Mota-Engil garante construção do troço ferroviário Freixo/Alandroal

Por a 8 de Abril de 2019


A Infraestruturas de Portugal assinou esta segunda-feira o contrato, no valor de 74,5 milhões de euros, para a construção do troço ferroviário Freixo/Alandroal do Corredor Internacional Sul, que vai ligar o Porto de Sines à fronteira do Caia (Elvas).
a Infraestruturas de Portugal (IP) revelou ter procedido hoje à assinatura do contrato com a Mota-Engil, empresa a quem foi adjudicada a construção deste novo troço ferroviário.
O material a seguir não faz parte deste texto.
use crate::artifacts::ArtifactStore;
use crate::chunking::{build_chunks, make_chunk_id, ChunkingConfig};
use crate::config::{IngestConfig, StorageConfig};
use crate::embeddings::Embedder;
use crate::error::{IngestError, PageError};
use crate::models::{
    Chunk, Document, DocumentStatus, PageFailure, PageRange, QuestionLabel, GRAMMAR_TAG,
    NOTES_SOURCE, NOTE_TAG,
};
use crate::pages::{discover_sources, open_source};
use crate::registry::DocumentRegistry;
use crate::session::StopSignal;
use crate::traits::{OcrEngine, PageSource, QuestionClassifier, VectorStore};
use crate::transcripts::{list_transcripts, OcrTranscript, TranscriptPage, TranscriptStore};
use chrono::Utc;
use serde::Serialize;
use sha2::{Digest, Sha256};
use std::collections::BTreeSet;
use std::path::{Path, PathBuf};
use std::sync::Arc;

#[derive(Debug, Clone, PartialEq, Eq)]
pub struct IngestRequest {
    pub path: PathBuf,
    pub page_range: Option<PageRange>,
}

impl IngestRequest {
    pub fn new(path: impl Into<PathBuf>) -> Self {
        Self {
            path: path.into(),
            page_range: None,
        }
    }

    pub fn with_page_range(mut self, page_range: Option<PageRange>) -> Self {
        self.page_range = page_range;
        self
    }
}

/// Identity and stop flag of one ingestion job.
#[derive(Debug, Clone)]
pub struct JobContext {
    pub job_id: String,
    pub stop: StopSignal,
}

impl JobContext {
    pub fn new() -> Self {
        Self {
            job_id: uuid::Uuid::new_v4().to_string(),
            stop: StopSignal::new(),
        }
    }

    pub fn with_stop(stop: StopSignal) -> Self {
        Self {
            job_id: uuid::Uuid::new_v4().to_string(),
            stop,
        }
    }
}

impl Default for JobContext {
    fn default() -> Self {
        Self::new()
    }
}

#[derive(Debug, Clone, Serialize, PartialEq)]
pub struct IngestOutcome {
    pub document_id: String,
    pub source_name: String,
    pub status: DocumentStatus,
    pub checkpoint: Option<u32>,
    pub pages_processed: u32,
    pub chunks_indexed: usize,
    pub failed_pages: Vec<u32>,
    pub stopped: bool,
}

pub struct SkippedSource {
    pub path: PathBuf,
    pub reason: String,
}

pub struct FolderReport {
    pub outcomes: Vec<IngestOutcome>,
    pub skipped: Vec<SkippedSource>,
}

#[derive(Debug, Clone, Serialize, PartialEq, Eq)]
pub struct DeleteReport {
    pub document_id: String,
    pub chunks_removed: usize,
    pub registry_entry_removed: bool,
    pub transcript_removed: bool,
}

/// Collaborators the pipeline writes through.
pub struct PipelineParts {
    pub store: Arc<dyn VectorStore>,
    pub registry: Arc<DocumentRegistry>,
    pub ocr: Arc<dyn OcrEngine>,
    pub embedder: Arc<dyn Embedder>,
    pub classifier: Arc<dyn QuestionClassifier>,
}

/// Turns paged sources into indexed chunks, one page at a time.
///
/// Each document moves `pending -> processing -> complete | partial | failed`.
/// A job that is stopped keeps its checkpoint and goes back to `pending`;
/// [`IngestionPipeline::resume`] continues after the checkpoint.
pub struct IngestionPipeline {
    store: Arc<dyn VectorStore>,
    registry: Arc<DocumentRegistry>,
    ocr: Arc<dyn OcrEngine>,
    embedder: Arc<dyn Embedder>,
    classifier: Arc<dyn QuestionClassifier>,
    artifacts: ArtifactStore,
    transcripts: TranscriptStore,
    chunking: ChunkingConfig,
    config: IngestConfig,
}

/// How a single page ended. Page faults are logged and skipped; fatal errors
/// stop the job.
enum PageFault {
    Page(PageError),
    Fatal(IngestError),
}

impl From<PageError> for PageFault {
    fn from(error: PageError) -> Self {
        PageFault::Page(error)
    }
}

impl From<IngestError> for PageFault {
    fn from(error: IngestError) -> Self {
        PageFault::Fatal(error)
    }
}

#[derive(Debug, Clone, Copy, PartialEq, Eq)]
enum Pass {
    Forward,
    Retry,
}
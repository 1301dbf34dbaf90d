use crate::error::ConfigError;
use crate::models::QuestionLabel;
use crate::traits::QuestionClassifier;
use regex::Regex;

pub const GRAMMAR_TERMS: &[&str] = &[
    "particle", "auxiliary", "conjugation", "tense", "form", "grammar", "rule", "ending",
    "suffix", "prefix", "inflection", "case", "aspect", "mood", "助詞", "助動詞", "活用",
    "語尾", "文法", "けり", "なり", "たり", "未然形", "連用形", "終止形", "連体形", "已然形",
    "命令形", "係り結び",
];

pub const LITERATURE_TERMS: &[&str] = &[
    "poem", "poetry", "genji", "tale", "kokin", "manyou", "author", "work", "heian",
    "kamakura", "court", "culture", "emperor", "empress", "novel", "chronicle", "diary",
    "sei shonagon", "murasaki", "basho", "issa", "歌", "詩", "物語", "日記", "源氏",
    "枕草子", "万葉", "古今", "新古今", "作者", "天皇", "中宮", "宮廷", "文化", "平安", "鎌倉",
];

pub const USAGE_TERMS: &[&str] = &[
    "example", "usage", "appears", "used in", "how does", "literature", "context", "meaning",
    "interpretation", "analysis", "compare", "difference", "similar", "explain", "clarify",
    "demonstrate", "illustrate", "show me", "例", "使用", "用法", "意味", "解釈", "分析",
    "説明", "例示", "違い", "比較",
];

pub const GENERAL_PATTERNS: &[&str] = &[
    r"tell me about",
    r"what do you know about",
    r"background of",
    r"history of",
    r"who (was|is)",
    r"when (was|did)",
    r"cultural significance",
    r"influence of",
];

/// A general-knowledge phrasing counts this much towards LITERATURE.
const GENERAL_PATTERN_WEIGHT: f32 = 1.5;

enum Term {
    /// Latin-script terms match whole words only.
    Word(String, Regex),
    /// CJK terms match as substrings.
    Substring(String),
}

impl Term {
    fn compile(term: &str) -> Result<Self, ConfigError> {
        if term.is_ascii() {
            let pattern = format!(r"(?i)\b{}\b", regex::escape(term));
            Ok(Term::Word(term.to_string(), Regex::new(&pattern)?))
        } else {
            Ok(Term::Substring(term.to_string()))
        }
    }

    fn label(&self) -> &str {
        match self {
            Term::Word(term, _) | Term::Substring(term) => term,
        }
    }

    fn is_match(&self, text: &str) -> bool {
        match self {
            Term::Word(_, pattern) => pattern.is_match(text),
            Term::Substring(term) => text.contains(term.as_str()),
        }
    }
}

#[derive(Debug, Clone, Default, PartialEq, Eq)]
pub struct KeywordSignals {
    pub grammar: Vec<String>,
    pub literature: Vec<String>,
    pub usage: Vec<String>,
    pub general_patterns: Vec<String>,
}

/// Deterministic classifier scoring a question against curated term lists.
///
/// Each matched grammar, literature or usage term adds one point to its label;
/// each general-knowledge phrasing adds 1.5 to LITERATURE. A question that
/// mixes grammar and literature terms adds `min(grammar, literature)` to
/// HYBRID. The highest score wins; a tie for first place, or no match at all,
/// gives UNKNOWN.
pub struct KeywordClassifier {
    grammar: Vec<Term>,
    literature: Vec<Term>,
    usage: Vec<Term>,
    general_patterns: Vec<(String, Regex)>,
}

impl KeywordClassifier {
    pub fn new() -> Result<Self, ConfigError> {
        Self::with_terms(GRAMMAR_TERMS, LITERATURE_TERMS, USAGE_TERMS, GENERAL_PATTERNS)
    }

    pub fn with_terms(
        grammar: &[&str],
        literature: &[&str],
        usage: &[&str],
        general_patterns: &[&str],
    ) -> Result<Self, ConfigError> {
        let compile = |terms: &[&str]| {
            terms
                .iter()
                .map(|term| Term::compile(term))
                .collect::<Result<Vec<Term>, ConfigError>>()
        };
        let general_patterns = general_patterns
            .iter()
            .map(|pattern| -> Result<(String, Regex), ConfigError> {
                Ok((pattern.to_string(), Regex::new(&format!("(?i){pattern}"))?))
            })
            .collect::<Result<Vec<_>, _>>()?;

        Ok(Self {
            grammar: compile(grammar)?,
            literature: compile(literature)?,
            usage: compile(usage)?,
            general_patterns,
        })
    }

    pub fn signals(&self, text: &str) -> KeywordSignals {
        let matched = |terms: &[Term]| {
            terms
                .iter()
                .filter(|term| term.is_match(text))
                .map(|term| term.label().to_string())
                .collect::<Vec<_>>()
        };

        KeywordSignals {
            grammar: matched(&self.grammar),
            literature: matched(&self.literature),
            usage: matched(&self.usage),
            general_patterns: self
                .general_patterns
                .iter()
                .filter(|(_, pattern)| pattern.is_match(text))
                .map(|(label, _)| label.clone())
                .collect(),
        }
    }
}

impl QuestionClassifier for KeywordClassifier {
    fn classify(&self, text: &str) -> QuestionLabel {
        let signals = self.signals(text);
        let grammar = signals.grammar.len() as f32;
        let literature = signals.literature.len() as f32
            + signals.general_patterns.len() as f32 * GENERAL_PATTERN_WEIGHT;
        let mut hybrid = signals.usage.len() as f32;
        if grammar > 0.0 && literature > 0.0 {
            hybrid += grammar.min(literature);
        }

        let scores = [
            (QuestionLabel::Grammar, grammar),
            (QuestionLabel::Literature, literature),
            (QuestionLabel::Hybrid, hybrid),
        ];
        let best = scores.iter().map(|(_, score)| *score).fold(0.0f32, f32::max);
        if best <= 0.0 {
            return QuestionLabel::Unknown;
        }

        let mut leaders = scores.iter().filter(|(_, score)| *score == best);
        match (leaders.next(), leaders.next()) {
            (Some((label, _)), None) => *label,
            _ => QuestionLabel::Unknown,
        }
    }
}

#[cfg(test)]
mod tests {
    use super::*;

    fn classify(text: &str) -> QuestionLabel {
        match KeywordClassifier::new() {
            Ok(classifier) => classifier.classify(text),
            Err(error) => panic!("default term lists must compile: {error}"),
        }
    }

    #[test]
    fn grammar_questions() {
        assert_eq!(classify("What is 未然形?"), QuestionLabel::Grammar);
        assert_eq!(classify("How do you conjugate the auxiliary けり?"), QuestionLabel::Grammar);
    }

    #[test]
    fn literature_questions() {
        assert_eq!(classify("Who was Murasaki Shikibu?"), QuestionLabel::Literature);
        assert_eq!(classify("Tell me about the Heian court"), QuestionLabel::Literature);
    }

    #[test]
    fn mixed_signals_are_hybrid() {
        assert_eq!(
            classify("Show me an example of the particle ぞ in a poem"),
            QuestionLabel::Hybrid
        );
    }

    #[test]
    fn no_signal_or_tie_is_unknown() {
        assert_eq!(classify("hello there"), QuestionLabel::Unknown);
        assert_eq!(classify(""), QuestionLabel::Unknown);
        assert_eq!(classify("explain the particle"), QuestionLabel::Unknown);
    }

    #[test]
    fn latin_terms_need_word_boundaries() {
        let classifier = KeywordClassifier::new().expect("term lists compile");
        let signals = classifier.signals("Where can I find information about workflows?");
        assert!(signals.grammar.is_empty());
        assert!(signals.literature.is_empty());
    }

    #[test]
    fn classification_is_deterministic() {
        let question = "Compare けり and たり in the Tale of Genji";
        assert_eq!(classify(question), classify(question));
    }
}
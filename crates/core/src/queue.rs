use crate::error::IngestError;
use crate::ingest::{document_id_for, IngestOutcome, IngestRequest, IngestionPipeline, JobContext};
use crate::models::DocumentStatus;
use crate::session::StopSignal;
use serde::Serialize;
use std::fmt;
use std::path::PathBuf;
use std::sync::{Arc, Mutex, MutexGuard};
use tokio::sync::{Notify, Semaphore};

#[derive(Debug, Clone, Copy, Serialize, PartialEq, Eq)]
#[serde(rename_all = "lowercase")]
pub enum JobState {
    Queued,
    Running,
    Paused,
    Done,
    Partial,
    Failed,
}

impl JobState {
    pub fn is_active(self) -> bool {
        matches!(self, JobState::Queued | JobState::Running)
    }
}

impl fmt::Display for JobState {
    fn fmt(&self, f: &mut fmt::Formatter<'_>) -> fmt::Result {
        let label = match self {
            JobState::Queued => "queued",
            JobState::Running => "running",
            JobState::Paused => "paused",
            JobState::Done => "done",
            JobState::Partial => "partial",
            JobState::Failed => "failed",
        };
        f.write_str(label)
    }
}

#[derive(Debug, Clone, Serialize)]
pub struct JobStatus {
    pub job_id: String,
    pub path: PathBuf,
    pub state: JobState,
    pub outcome: Option<IngestOutcome>,
    pub error: Option<String>,
}

#[derive(Debug, Clone)]
enum JobAction {
    Ingest,
    Resume(String),
    RetryPages(String),
}

struct JobEntry {
    job_id: String,
    request: IngestRequest,
    state: JobState,
    stop: StopSignal,
    /// Bumped whenever the job is re-queued so stale workers bow out.
    generation: u64,
    outcome: Option<IngestOutcome>,
    error: Option<String>,
}

impl JobEntry {
    fn status(&self) -> JobStatus {
        JobStatus {
            job_id: self.job_id.clone(),
            path: self.request.path.clone(),
            state: self.state,
            outcome: self.outcome.clone(),
            error: self.error.clone(),
        }
    }
}

struct QueueInner {
    pipeline: Arc<IngestionPipeline>,
    permits: Semaphore,
    jobs: Mutex<Vec<JobEntry>>,
    changed: Notify,
}

/// Ingestion jobs with bounded parallelism. Each job processes its pages in
/// order; up to `depth` jobs on different documents run at once.
#[derive(Clone)]
pub struct IngestionQueue {
    inner: Arc<QueueInner>,
}

impl IngestionQueue {
    pub fn new(pipeline: Arc<IngestionPipeline>, depth: usize) -> Self {
        Self {
            inner: Arc::new(QueueInner {
                pipeline,
                permits: Semaphore::new(depth.max(1)),
                jobs: Mutex::new(Vec::new()),
                changed: Notify::new(),
            }),
        }
    }

    /// Queues a job and returns its id. Must be called inside a Tokio runtime.
    pub fn submit(&self, request: IngestRequest) -> String {
        let job_id = uuid::Uuid::new_v4().to_string();
        tracing::info!(job_id = %job_id, path = %request.path.display(), "job queued");
        self.inner.lock().push(JobEntry {
            job_id: job_id.clone(),
            request,
            state: JobState::Queued,
            stop: StopSignal::new(),
            generation: 0,
            outcome: None,
            error: None,
        });
        self.spawn(job_id.clone(), 0, JobAction::Ingest);
        job_id
    }

    /// A queued job is held back; a running job is stopped at the next page
    /// boundary and keeps its checkpoint.
    pub fn pause(&self, job_id: &str) -> Result<JobState, IngestError> {
        let mut jobs = self.inner.lock();
        let entry = find(&mut jobs, job_id)?;
        match entry.state {
            JobState::Queued => {
                entry.state = JobState::Paused;
                entry.generation += 1;
            }
            JobState::Running => entry.stop.stop(),
            state => {
                return Err(IngestError::InvalidArgument(format!(
                    "job {job_id} is {state} and cannot be paused"
                )))
            }
        }
        let state = entry.state;
        drop(jobs);
        self.inner.changed.notify_waiters();
        tracing::info!(job_id, %state, "job pause requested");
        Ok(state)
    }

    /// Re-queues a paused job. It continues after its document checkpoint.
    pub async fn resume(&self, job_id: &str) -> Result<(), IngestError> {
        self.requeue(job_id, JobState::Paused).await
    }

    /// Re-queues a failed or partial job. A partial document re-processes only
    /// its failed pages.
    pub async fn retry(&self, job_id: &str) -> Result<(), IngestError> {
        let state = self
            .status(job_id)
            .map(|status| status.state)
            .ok_or_else(|| IngestError::InvalidArgument(format!("unknown job {job_id}")))?;
        match state {
            JobState::Failed | JobState::Partial => self.requeue(job_id, state).await,
            state => Err(IngestError::InvalidArgument(format!(
                "job {job_id} is {state} and cannot be retried"
            ))),
        }
    }

    pub fn status(&self, job_id: &str) -> Option<JobStatus> {
        self.inner
            .lock()
            .iter()
            .find(|entry| entry.job_id == job_id)
            .map(JobEntry::status)
    }

    /// Every job in submission order.
    pub fn list(&self) -> Vec<JobStatus> {
        self.inner.lock().iter().map(JobEntry::status).collect()
    }

    /// Resolves once no job is queued or running.
    pub async fn wait_idle(&self) {
        loop {
            let notified = self.inner.changed.notified();
            tokio::pin!(notified);
            notified.as_mut().enable();
            let busy = self.inner.lock().iter().any(|entry| entry.state.is_active());
            if !busy {
                return;
            }
            notified.await;
        }
    }

    async fn requeue(&self, job_id: &str, expected: JobState) -> Result<(), IngestError> {
        let path = {
            let mut jobs = self.inner.lock();
            let entry = find(&mut jobs, job_id)?;
            if entry.state != expected {
                return Err(IngestError::InvalidArgument(format!(
                    "job {job_id} is {} now",
                    entry.state
                )));
            }
            entry.request.path.clone()
        };

        let document_id = document_id_for(&path);
        let action = match self.inner.pipeline.registry().get(&document_id).await {
            Some(document) if document.status == DocumentStatus::Partial => {
                JobAction::RetryPages(document_id)
            }
            Some(_) => JobAction::Resume(document_id),
            None => JobAction::Ingest,
        };

        let generation = {
            let mut jobs = self.inner.lock();
            let entry = find(&mut jobs, job_id)?;
            if entry.state != expected {
                return Err(IngestError::InvalidArgument(format!(
                    "job {job_id} is {} now",
                    entry.state
                )));
            }
            entry.state = JobState::Queued;
            entry.stop = StopSignal::new();
            entry.generation += 1;
            entry.error = None;
            entry.generation
        };
        tracing::info!(job_id, ?action, "job re-queued");
        self.inner.changed.notify_waiters();
        self.spawn(job_id.to_string(), generation, action);
        Ok(())
    }

    fn spawn(&self, job_id: String, generation: u64, action: JobAction) {
        let inner = Arc::clone(&self.inner);
        tokio::spawn(async move { inner.run_job(job_id, generation, action).await });
    }
}

impl QueueInner {
    fn lock(&self) -> MutexGuard<'_, Vec<JobEntry>> {
        self.jobs.lock().unwrap_or_else(|poisoned| poisoned.into_inner())
    }

    async fn run_job(&self, job_id: String, generation: u64, action: JobAction) {
        let Ok(_permit) = self.permits.acquire().await else {
            return;
        };

        let claimed = {
            let mut jobs = self.lock();
            match jobs.iter_mut().find(|entry| entry.job_id == job_id) {
                Some(entry) if entry.generation == generation && entry.state == JobState::Queued => {
                    entry.state = JobState::Running;
                    Some((entry.request.clone(), entry.stop.clone()))
                }
                _ => None,
            }
        };
        let Some((request, stop)) = claimed else {
            return;
        };
        self.changed.notify_waiters();
        tracing::info!(job_id = %job_id, "job started");

        let ctx = JobContext {
            job_id: job_id.clone(),
            stop,
        };
        let result = match action {
            JobAction::Ingest => self.pipeline.ingest(request, &ctx).await,
            JobAction::Resume(document_id) => self.pipeline.resume(&document_id, &ctx).await,
            JobAction::RetryPages(document_id) => {
                self.pipeline.retry_failed_pages(&document_id, &ctx).await
            }
        };

        {
            let mut jobs = self.lock();
            if let Some(entry) = jobs.iter_mut().find(|entry| entry.job_id == job_id) {
                match result {
                    Ok(outcome) => {
                        entry.state = match outcome.status {
                            DocumentStatus::Complete => JobState::Done,
                            DocumentStatus::Partial => JobState::Partial,
                            DocumentStatus::Failed => JobState::Failed,
                            DocumentStatus::Pending | DocumentStatus::Processing => {
                                JobState::Paused
                            }
                        };
                        entry.outcome = Some(outcome);
                    }
                    Err(error) => {
                        tracing::warn!(job_id = %job_id, %error, "job failed");
                        entry.state = JobState::Failed;
                        entry.error = Some(error.to_string());
                    }
                }
                tracing::info!(job_id = %job_id, state = %entry.state, "job finished");
            }
        }
        self.changed.notify_waiters();
    }
}

fn find<'a>(jobs: &'a mut [JobEntry], job_id: &str) -> Result<&'a mut JobEntry, IngestError> {
    jobs.iter_mut()
        .find(|entry| entry.job_id == job_id)
        .ok_or_else(|| IngestError::InvalidArgument(format!("unknown job {job_id}")))
}
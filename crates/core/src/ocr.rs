use crate::config::OcrConfig;
use crate::error::OcrError;
use crate::traits::{ImageFormat, OcrEngine, OcrOutput, OcrRegion, PageImage};
use async_trait::async_trait;
use base64::{engine::general_purpose::STANDARD, Engine};
use lopdf::Document;
use serde::{Deserialize, Serialize};

/// Reads the embedded text layer of a single-page PDF. Scanned pages without
/// a text layer come back empty.
#[derive(Debug, Default, Clone, Copy)]
pub struct TextLayerOcr;

#[async_trait]
impl OcrEngine for TextLayerOcr {
    async fn recognize(&self, image: &PageImage) -> Result<OcrOutput, OcrError> {
        if image.format != ImageFormat::Pdf {
            return Err(OcrError::Unsupported(format!(
                "text layer reader cannot read {} images",
                image.format.extension()
            )));
        }

        let document = Document::load_mem(&image.bytes)
            .map_err(|error| OcrError::PdfParse(error.to_string()))?;
        let pages: Vec<u32> = document.get_pages().keys().copied().collect();
        let text = document
            .extract_text(&pages)
            .map_err(|error| OcrError::PdfParse(error.to_string()))?;

        Ok(OcrOutput::from_text(text, 1.0))
    }
}

#[derive(Debug, Clone, Serialize)]
struct HttpOcrRequest<'a> {
    image_base64: String,
    mime_type: &'a str,
    page: u32,
    languages: &'a str,
}

#[derive(Debug, Clone, Deserialize)]
struct HttpOcrResponse {
    #[serde(default)]
    regions: Option<Vec<HttpOcrRegion>>,
    #[serde(default)]
    text: Option<String>,
    #[serde(default)]
    confidence: Option<f32>,
}

#[derive(Debug, Clone, Deserialize)]
struct HttpOcrRegion {
    #[serde(default)]
    text: Option<String>,
    #[serde(default)]
    confidence: Option<f32>,
}

/// Posts the page as base64 JSON to an OCR endpoint. A bearer token is read
/// from the environment variable named in the config.
#[derive(Debug, Clone)]
pub struct HttpOcrEngine {
    client: reqwest::Client,
    endpoint: String,
    api_key: Option<String>,
    languages: String,
}

impl HttpOcrEngine {
    pub fn new(endpoint: impl Into<String>, api_key: Option<String>, languages: impl Into<String>) -> Self {
        Self {
            client: reqwest::Client::new(),
            endpoint: endpoint.into(),
            api_key,
            languages: languages.into(),
        }
    }

    pub fn from_config(config: &OcrConfig) -> Option<Self> {
        let endpoint = config.endpoint.as_deref()?.trim();
        if endpoint.is_empty() {
            return None;
        }

        let api_key = std::env::var(&config.api_key_env).ok().and_then(|value| {
            let key = value.trim().to_string();
            if key.is_empty() {
                None
            } else {
                Some(key)
            }
        });

        Some(Self::new(endpoint, api_key, config.languages.clone()))
    }
}

#[async_trait]
impl OcrEngine for HttpOcrEngine {
    async fn recognize(&self, image: &PageImage) -> Result<OcrOutput, OcrError> {
        let payload = HttpOcrRequest {
            image_base64: STANDARD.encode(&image.bytes),
            mime_type: image.format.mime_type(),
            page: image.page,
            languages: &self.languages,
        };

        let mut request = self.client.post(&self.endpoint).json(&payload);
        if let Some(api_key) = &self.api_key {
            request = request.bearer_auth(api_key);
        }

        let response = request.send().await?;
        if !response.status().is_success() {
            return Err(OcrError::Status(format!(
                "OCR request to {} for page {} returned {}",
                self.endpoint,
                image.page,
                response.status()
            )));
        }

        let payload: HttpOcrResponse = response.json().await?;
        payload_to_output(&payload)
    }
}

fn payload_to_output(payload: &HttpOcrResponse) -> Result<OcrOutput, OcrError> {
    if let Some(listed) = &payload.regions {
        let regions = listed
            .iter()
            .filter_map(|region| {
                let text = region.text.as_ref()?.trim().to_string();
                if text.is_empty() {
                    return None;
                }
                Some(OcrRegion {
                    text,
                    confidence: region.confidence.unwrap_or(1.0).clamp(0.0, 1.0),
                })
            })
            .collect::<Vec<_>>();
        return Ok(OcrOutput { regions });
    }

    if let Some(text) = &payload.text {
        let confidence = payload.confidence.unwrap_or(1.0).clamp(0.0, 1.0);
        return Ok(OcrOutput::from_text(text.trim(), confidence));
    }

    Err(OcrError::Malformed(
        "response carries neither `regions` nor `text`".to_string(),
    ))
}

/// Tries `primary` first and falls back when it yields no text or cannot read
/// the page format.
pub struct FallbackOcr {
    primary: Box<dyn OcrEngine>,
    fallback: Box<dyn OcrEngine>,
}

impl FallbackOcr {
    pub fn new(primary: Box<dyn OcrEngine>, fallback: Box<dyn OcrEngine>) -> Self {
        Self { primary, fallback }
    }
}

#[async_trait]
impl OcrEngine for FallbackOcr {
    async fn recognize(&self, image: &PageImage) -> Result<OcrOutput, OcrError> {
        match self.primary.recognize(image).await {
            Ok(output) if !output.regions.is_empty() => Ok(output),
            Ok(_) | Err(OcrError::Unsupported(_)) | Err(OcrError::PdfParse(_)) => {
                tracing::debug!(page = image.page, "primary OCR empty, using fallback engine");
                self.fallback.recognize(image).await
            }
            Err(error) => Err(error),
        }
    }
}

/// Builds the OCR engine named by `ocr.provider`.
pub fn create_ocr_engine(config: &OcrConfig) -> Result<Box<dyn OcrEngine>, OcrError> {
    match config.provider.as_str() {
        "http" => {
            let http = HttpOcrEngine::from_config(config).ok_or_else(|| {
                OcrError::Unsupported("ocr.endpoint is required for the http provider".to_string())
            })?;
            Ok(Box::new(FallbackOcr::new(Box::new(TextLayerOcr), Box::new(http))))
        }
        _ => Ok(Box::new(TextLayerOcr)),
    }
}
A obra, que implica um investimento de 74,5 milhões de euros, no âmbito do Programa Ferrovia 2020, tem uma extensão de 20,5 quilómetros e é a segunda empreitada da nova Linha de Évora do futuro Corredor Internacional Sul a ser adjudicada.
O primeiro troço, Évora Norte/Freixo (no concelho de Redondo), igualmente com 20,5 quilómetros de extensão, foi adjudicado a 11 de Fevereiro, conta com um investimento de 46,6 milhões de euros e um prazo de execução de 540 dias.
“O novo troço da Linha de Évora, constituído pelos troços Évora Norte/Freixo, Freixo/Alandroal e Alandroal/ Linha do Leste, terá uma extensão total de cerca de 100 quilómetros, 80 dos quais de construção nova, em via única electrificada (25 kV-50 Hz) sobre plataforma para via dupla, balastrada com carril UIC60 e travessa de betão polivalente (preparada para receber a bitola europeia)”, explicou hoje a IP.
O contrato agora assinado envolve, entre outros trabalhos, a construção da infraestrutura de via-férrea, incluindo terraplenagem e sistema de drenagem e a criação de uma estação técnica.
Além disso, vão ser construídas cinco pontes (com extensões que variam entre os 148 metros e os 664 metros) e quatro viadutos ferroviários (entre os 310 e os 614 metros de extensão), assim como 16 obras de arte para a criação de desnivelamentos rodoviários.
A execução de caminhos paralelos e caminhos de acesso e emergência contíguos, a vedação do canal ferroviário e trabalhos preparatórios para a colocação de sistemas de Retorno de Corrente de Tração e Terras de Proteção (RCT+TP), telecomunicações, catenária e sinalização estão também incluídos na empreitada.
O contrato assinado entre a IP e a empresa adjudicatária é co-financiado pela União Europeia, através do programa Connecting Europe Facility (CEF), ao abrigo de contratos de co-financiamento com comparticipações que variam entre os 40 e os 50%.

Um comentário

  1. Manuel Fonseca

    25 de Abril de 2019 at 16:00

    Na mesma semana em que é condenada por cartel a pagar uma multa de 900 k euros, em que o lesado seria a IP/Estado/Contribuintes, ganha um contrato noutro pais normal seria excluida por algum tempo para aprender.